[Data items]
================================

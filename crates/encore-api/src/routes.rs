use axum::{
    Json, Router, middleware,
    routing::{get, post},
};

use encore_types::api::HealthResponse;

use crate::conversations;
use crate::messages;
use crate::middleware::require_auth;
use crate::state::AppState;

/// REST routes: `/health` is public, everything else needs a bearer token.
pub fn router(state: AppState) -> Router {
    let public_routes = Router::new().route("/health", get(health));

    let protected_routes = Router::new()
        .route(
            "/conversations",
            post(conversations::create_conversation).get(conversations::list_conversations),
        )
        .route(
            "/conversations/{conversation_id}",
            get(conversations::get_conversation)
                .patch(conversations::update_conversation)
                .delete(conversations::delete_conversation),
        )
        .route(
            "/conversations/{conversation_id}/messages",
            get(messages::list_messages).post(messages::send_message),
        )
        .route("/messages/{message_id}", get(messages::get_message))
        .route(
            "/messages/{message_id}/read",
            post(messages::mark_read).get(messages::get_read_status),
        )
        .layer(middleware::from_fn_with_state(state.clone(), require_auth))
        .with_state(state);

    Router::new().merge(public_routes).merge(protected_routes)
}

async fn health() -> Json<HealthResponse> {
    Json(HealthResponse {
        status: "ok",
        version: env!("CARGO_PKG_VERSION"),
    })
}
pub mod config;

use std::sync::Arc;

use axum::{
    Router,
    extract::{
        Query, State, WebSocketUpgrade,
        ws::{Message, WebSocket},
    },
    http::{HeaderMap, header},
    response::{IntoResponse, Response},
    routing::get,
};
use serde::Deserialize;
use tower_http::cors::CorsLayer;
use tower_http::trace::TraceLayer;
use tracing::warn;

use encore_api::error::ApiError;
use encore_api::routes;
use encore_api::state::AppStateInner;
use encore_gateway::Chat;
use encore_gateway::auth::bearer_token;
use encore_gateway::connection;
use encore_types::events::ServerEvent;

/// REST routes plus the `/gateway` WebSocket endpoint, sharing one `Chat`.
pub fn build_app(chat: Chat) -> Router {
    let api = routes::router(Arc::new(AppStateInner { chat: chat.clone() }));

    let ws_route = Router::new()
        .route("/gateway", get(ws_upgrade))
        .with_state(chat);

    Router::new()
        .merge(api)
        .merge(ws_route)
        .layer(CorsLayer::permissive())
        .layer(TraceLayer::new_for_http())
}

#[derive(Debug, Deserialize)]
struct GatewayQuery {
    token: Option<String>,
}

/// The handshake token comes from `Authorization: Bearer` or `?token=`.
/// A bad token is refused with 401 before the upgrade.
async fn ws_upgrade(
    State(chat): State<Chat>,
    headers: HeaderMap,
    Query(query): Query<GatewayQuery>,
    ws: WebSocketUpgrade,
) -> Response {
    let token = headers
        .get(header::AUTHORIZATION)
        .and_then(|v| v.to_str().ok())
        .and_then(bearer_token)
        .or(query.token.as_deref());

    let principal = match chat.sessions.authenticate(token) {
        Ok(principal) => principal,
        Err(e) => return ApiError(e).into_response(),
    };

    ws.on_upgrade(move |socket| async move {
        match chat.sessions.open(principal).await {
            Ok(session) => connection::handle_connection(socket, chat, session).await,
            Err(e) => reject(socket, e.client_message()).await,
        }
    })
}

/// Tell the client why the session could not start, then close.
async fn reject(mut socket: WebSocket, message: String) {
    match serde_json::to_string(&ServerEvent::Error { message }) {
        Ok(text) => {
            let _ = socket.send(Message::Text(text.into())).await;
        }
        Err(e) => warn!("Failed to encode rejection: {}", e),
    }
    let _ = socket.send(Message::Close(None)).await;
}
use axum::{
    Extension, Json,
    extract::{Path, Query, State},
    http::StatusCode,
    response::{IntoResponse, Response},
};
use uuid::Uuid;

use encore_types::api::{PageQuery, SendMessageRequest};
use encore_types::models::{Page, Principal};

use crate::error::{ApiResult, ErrorResponse};
use crate::state::AppState;

/// Message history for a conversation, newest first.
pub async fn list_messages(
    State(state): State<AppState>,
    Extension(principal): Extension<Principal>,
    Path(conversation_id): Path<Uuid>,
    Query(query): Query<PageQuery>,
) -> ApiResult<impl IntoResponse> {
    let page = Page::new(query.skip, query.take);
    let messages = state
        .chat
        .messages
        .history(conversation_id, principal.user_id, page)
        .await?;
    Ok(Json(messages))
}

/// Same pipeline as the gateway `sendMessage` event.
pub async fn send_message(
    State(state): State<AppState>,
    Extension(principal): Extension<Principal>,
    Path(conversation_id): Path<Uuid>,
    Json(req): Json<SendMessageRequest>,
) -> ApiResult<impl IntoResponse> {
    let message = state
        .chat
        .messages
        .send(principal.user_id, conversation_id, req.content)
        .await?;
    Ok((StatusCode::CREATED, Json(message)))
}

pub async fn get_message(
    State(state): State<AppState>,
    Extension(principal): Extension<Principal>,
    Path(message_id): Path<Uuid>,
) -> ApiResult<impl IntoResponse> {
    let message = state.chat.messages.get(message_id, principal.user_id).await?;
    Ok(Json(message))
}

pub async fn mark_read(
    State(state): State<AppState>,
    Extension(principal): Extension<Principal>,
    Path(message_id): Path<Uuid>,
) -> ApiResult<impl IntoResponse> {
    let status = state
        .chat
        .receipts
        .mark_as_read(message_id, principal.user_id)
        .await?;
    Ok(Json(status))
}

/// 404 `NOT_READ` until the caller has read the message; a missing message
/// is the usual 404 `NOT_FOUND`.
pub async fn get_read_status(
    State(state): State<AppState>,
    Extension(principal): Extension<Principal>,
    Path(message_id): Path<Uuid>,
) -> ApiResult<Response> {
    let status = state
        .chat
        .receipts
        .get_read_status(message_id, principal.user_id)
        .await?;

    Ok(match status {
        Some(status) => Json(status).into_response(),
        None => (
            StatusCode::NOT_FOUND,
            Json(ErrorResponse {
                error: format!("Message {} has not been read", message_id),
                code: "NOT_READ",
            }),
        )
            .into_response(),
    })
}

================================

# [ACTIVITY]
If a line in the records above has the word "async", copy it.

# [RESULT OF THE TASK]
async fn health() -> Json<HealthResponse> {
async fn ws_upgrade(
    ws.on_upgrade(move |socket| async move {
async fn reject(mut socket: WebSocket, message: String) {
pub async fn list_messages(
pub async fn send_message(
pub async fn get_message(
pub async fn mark_read(
pub async fn get_read_status(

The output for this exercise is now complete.